Start of Block

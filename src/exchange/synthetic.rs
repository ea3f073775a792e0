//! Deterministic simulated venue: a bounded mean-reverting random walk.
//!
//! The walk is seeded, so two instances with the same seed produce the same
//! price path. Every `fetch_ohlcv` call advances the market by one bar.

use async_trait::async_trait;
use chrono::{DateTime, Duration, Utc};
use rand::rngs::StdRng;
use rand::{Rng, SeedableRng};
use rust_decimal::prelude::FromPrimitive;
use rust_decimal::Decimal;
use rust_decimal_macros::dec;
use tokio::sync::Mutex;
use tracing::{debug, info};

use super::{
    split_symbol, Balances, CurrencyBalance, ExchangeError, ExchangeGateway, Order, OrderRequest,
    Ticker, Venue,
};
use crate::models::{parse_timeframe, Candle, CandleSeries, Side};

/// Bars kept in memory regardless of the requested window.
const MAX_HISTORY: usize = 1000;

/// Parameters of the simulated market.
#[derive(Debug, Clone, PartialEq)]
pub struct SyntheticConfig {
    /// Price the walk reverts to
    pub anchor_price: f64,

    /// Maximum relative step per bar
    pub volatility: f64,

    /// Weight of the anchor in each reversion step
    pub reversion: f64,

    pub initial_balance: Decimal,

    /// Fee charged on every fill (fraction of notional)
    pub fee_rate: Decimal,

    pub quote_currency: String,
    pub base_currency: String,

    pub seed: u64,
}

impl Default for SyntheticConfig {
    fn default() -> Self {
        Self {
            anchor_price: 66_000.0,
            volatility: 0.008,
            reversion: 0.002,
            initial_balance: dec!(10000),
            fee_rate: dec!(0.001),
            quote_currency: "USDT".to_string(),
            base_currency: "BTC".to_string(),
            seed: 42,
        }
    }
}

impl SyntheticConfig {
    /// Default market for `symbol`, e.g. `ETH/USDT`.
    pub fn for_symbol(symbol: &str, seed: u64) -> Self {
        let mut config = Self {
            seed,
            ..Self::default()
        };
        if let Some((base, quote)) = split_symbol(symbol) {
            config.base_currency = base.to_string();
            config.quote_currency = quote.to_string();
        }
        config
    }
}

struct Market {
    rng: StdRng,
    price: f64,
    history: Vec<Candle>,
    balance: Decimal,
    next_order_id: u64,
}

/// Simulated exchange. Always connected.
pub struct SyntheticExchange {
    config: SyntheticConfig,
    market: Mutex<Market>,
}

impl SyntheticExchange {
    pub fn new(config: SyntheticConfig) -> Self {
        info!(seed = config.seed, anchor = config.anchor_price, "Synthetic market initialised");
        let market = Market {
            rng: StdRng::seed_from_u64(config.seed),
            price: config.anchor_price,
            history: Vec::new(),
            balance: config.initial_balance,
            next_order_id: 10_000,
        };
        Self {
            config,
            market: Mutex::new(market),
        }
    }

    /// Advance the walk by one step and return the new price, rounded to cents.
    fn step(&self, market: &mut Market) -> f64 {
        let anchor = self.config.anchor_price;
        let u: f64 = market.rng.gen();
        let mut price = market.price + (u - 0.5) * 2.0 * self.config.volatility * market.price;
        price = price * (1.0 - self.config.reversion) + anchor * self.config.reversion;
        price = price.clamp(anchor * 0.5, anchor * 1.5);
        market.price = (price * 100.0).round() / 100.0;
        market.price
    }

    fn next_bar(&self, market: &mut Market, timestamp: DateTime<Utc>) -> Candle {
        let open = market.price;
        let close = self.step(market);
        let wick_up: f64 = market.rng.gen_range(0.0..0.002);
        let wick_down: f64 = market.rng.gen_range(0.0..0.002);
        let volume: f64 = market.rng.gen_range(50.0..150.0);
        Candle::new(
            timestamp,
            open,
            open.max(close) * (1.0 + wick_up),
            open.min(close) * (1.0 - wick_down),
            close,
            volume,
        )
    }

    fn to_decimal(value: f64) -> Result<Decimal, ExchangeError> {
        Decimal::from_f64(value)
            .map(|d| d.round_dp(2))
            .ok_or_else(|| ExchangeError::Decode(format!("price {value} not representable")))
    }
}

#[async_trait]
impl ExchangeGateway for SyntheticExchange {
    fn venue(&self) -> Venue {
        Venue::Synthetic
    }

    async fn fetch_ticker(&self, symbol: &str) -> Result<Ticker, ExchangeError> {
        let market = self.market.lock().await;
        let last = Self::to_decimal(market.price)?;
        let (high, low, volume) = match market.history.last() {
            Some(bar) => (
                Some(Self::to_decimal(bar.high)?),
                Some(Self::to_decimal(bar.low)?),
                Decimal::from_f64(bar.volume),
            ),
            None => (None, None, None),
        };
        debug!(symbol, price = %last, "Synthetic ticker");
        Ok(Ticker {
            symbol: symbol.to_string(),
            last,
            high,
            low,
            volume,
            timestamp: Utc::now(),
        })
    }

    async fn fetch_ohlcv(
        &self,
        symbol: &str,
        timeframe: &str,
        limit: usize,
    ) -> Result<CandleSeries, ExchangeError> {
        let bar = parse_timeframe(timeframe)
            .ok_or_else(|| ExchangeError::Rejected(format!("unsupported timeframe '{timeframe}'")))?;

        let mut market = self.market.lock().await;

        if market.history.is_empty() {
            // Backfill so the first window is full
            let now = Utc::now();
            let start = now - bar * i32::try_from(limit).unwrap_or(i32::MAX);
            for i in 0..limit {
                let ts = start + bar * i32::try_from(i).unwrap_or(i32::MAX);
                let candle = self.next_bar(&mut market, ts);
                market.history.push(candle);
            }
        }

        let next_ts = market
            .history
            .last()
            .map(|c| c.timestamp + bar)
            .unwrap_or_else(Utc::now);
        let candle = self.next_bar(&mut market, next_ts);
        market.history.push(candle);

        if market.history.len() > MAX_HISTORY {
            let excess = market.history.len() - MAX_HISTORY;
            market.history.drain(..excess);
        }

        debug!(symbol, bars = limit, close = market.price, "Synthetic candles");
        Ok(CandleSeries::new(market.history.clone()).window(limit))
    }

    async fn fetch_balance(&self) -> Result<Balances, ExchangeError> {
        let market = self.market.lock().await;
        let mut balances = Balances::default();
        balances.insert(
            self.config.quote_currency.clone(),
            CurrencyBalance {
                free: market.balance,
                used: Decimal::ZERO,
                total: market.balance,
            },
        );
        balances.insert(self.config.base_currency.clone(), CurrencyBalance::default());
        Ok(balances)
    }

    async fn create_market_order(&self, request: &OrderRequest) -> Result<Order, ExchangeError> {
        if request.amount <= Decimal::ZERO {
            return Err(ExchangeError::Rejected(format!(
                "order amount must be positive, got {}",
                request.amount
            )));
        }

        let mut market = self.market.lock().await;
        let price = Self::to_decimal(market.price)?;
        let notional = request.amount * price;
        let fee = notional * self.config.fee_rate;

        match request.side {
            Side::Buy => market.balance -= notional + fee,
            Side::Sell => market.balance += notional - fee,
        }

        let id = market.next_order_id.to_string();
        market.next_order_id += 1;

        info!(
            id = %id,
            side = %request.side,
            amount = %request.amount,
            price = %price,
            leverage = request.leverage,
            stop_loss = ?request.stop_loss,
            take_profit = ?request.take_profit,
            reduce_only = request.reduce_only,
            "Synthetic market order filled"
        );

        Ok(Order {
            id,
            symbol: request.symbol.clone(),
            side: request.side,
            amount: request.amount,
            price: Some(price),
            fee,
            status: "closed".to_string(),
            timestamp: Utc::now(),
        })
    }

    async fn is_connected(&self) -> bool {
        true
    }
}

#[cfg(test)]
mod tests {
    use super::*;

    fn exchange(seed: u64) -> SyntheticExchange {
        SyntheticExchange::new(SyntheticConfig {
            seed,
            ..SyntheticConfig::default()
        })
    }

    #[tokio::test]
    async fn test_same_seed_same_path() {
        let a = exchange(7);
        let b = exchange(7);
        let ca = a.fetch_ohlcv("BTC/USDT", "5m", 100).await.unwrap();
        let cb = b.fetch_ohlcv("BTC/USDT", "5m", 100).await.unwrap();
        assert_eq!(ca.closes(), cb.closes());

        let c = exchange(8);
        let cc = c.fetch_ohlcv("BTC/USDT", "5m", 100).await.unwrap();
        assert_ne!(ca.closes(), cc.closes());
    }

    #[tokio::test]
    async fn test_window_and_advance() {
        let ex = exchange(1);
        let first = ex.fetch_ohlcv("BTC/USDT", "5m", 100).await.unwrap();
        assert_eq!(first.len(), 100);

        let second = ex.fetch_ohlcv("BTC/USDT", "5m", 100).await.unwrap();
        assert_eq!(second.len(), 100);
        let gap = second.last().unwrap().timestamp - first.last().unwrap().timestamp;
        assert_eq!(gap, Duration::minutes(5));
        // shifted by exactly one bar
        assert_eq!(&first.closes()[1..], &second.closes()[..99]);
    }

    #[tokio::test]
    async fn test_walk_stays_bounded() {
        let ex = exchange(99);
        let series = ex.fetch_ohlcv("BTC/USDT", "1m", 1000).await.unwrap();
        for close in series.closes() {
            assert!((33_000.0..=99_000.0).contains(&close));
            assert_eq!((close * 100.0).round() / 100.0, close);
        }
    }

    #[tokio::test]
    async fn test_bad_timeframe_rejected() {
        let ex = exchange(1);
        let err = ex.fetch_ohlcv("BTC/USDT", "5x", 10).await.unwrap_err();
        assert!(!err.is_transient());
    }

    #[tokio::test]
    async fn test_orders_move_balance_with_fee() {
        let ex = exchange(3);
        ex.fetch_ohlcv("BTC/USDT", "5m", 10).await.unwrap();

        let buy = ex
            .create_market_order(&OrderRequest::market("BTC/USDT", Side::Buy, dec!(0.01)))
            .await
            .unwrap();
        let price = buy.price.unwrap();
        let notional = dec!(0.01) * price;
        assert_eq!(buy.fee, notional * dec!(0.001));

        let balance = ex.fetch_balance().await.unwrap();
        assert_eq!(balance.free("USDT"), dec!(10000) - notional - buy.fee);

        let sell = ex
            .create_market_order(&OrderRequest::market("BTC/USDT", Side::Sell, dec!(0.01)))
            .await
            .unwrap();
        assert_eq!(sell.price, Some(price));
        let balance = ex.fetch_balance().await.unwrap();
        assert_eq!(balance.free("USDT"), dec!(10000) - buy.fee - sell.fee);
    }

    #[tokio::test]
    async fn test_zero_amount_rejected() {
        let ex = exchange(3);
        let err = ex
            .create_market_order(&OrderRequest::market("BTC/USDT", Side::Buy, Decimal::ZERO))
            .await
            .unwrap_err();
        assert!(matches!(err, ExchangeError::Rejected(_)));
    }

    #[tokio::test]
    async fn test_always_connected() {
        let ex = exchange(3);
        assert!(ex.is_connected().await);
        assert_eq!(ex.venue(), Venue::Synthetic);
        let ticker = ex.fetch_ticker("BTC/USDT").await.unwrap();
        assert_eq!(ticker.last, dec!(66000));
    }

    #[test]
    fn test_config_for_symbol() {
        let config = SyntheticConfig::for_symbol("ETH/USDC", 5);
        assert_eq!(config.base_currency, "ETH");
        assert_eq!(config.quote_currency, "USDC");
        assert_eq!(config.seed, 5);
    }
}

End of Block

EXERCISE BRIEF
The word "format" occurs on some lines of the data. Give the number of those lines only.

OUTPUT BELOW
3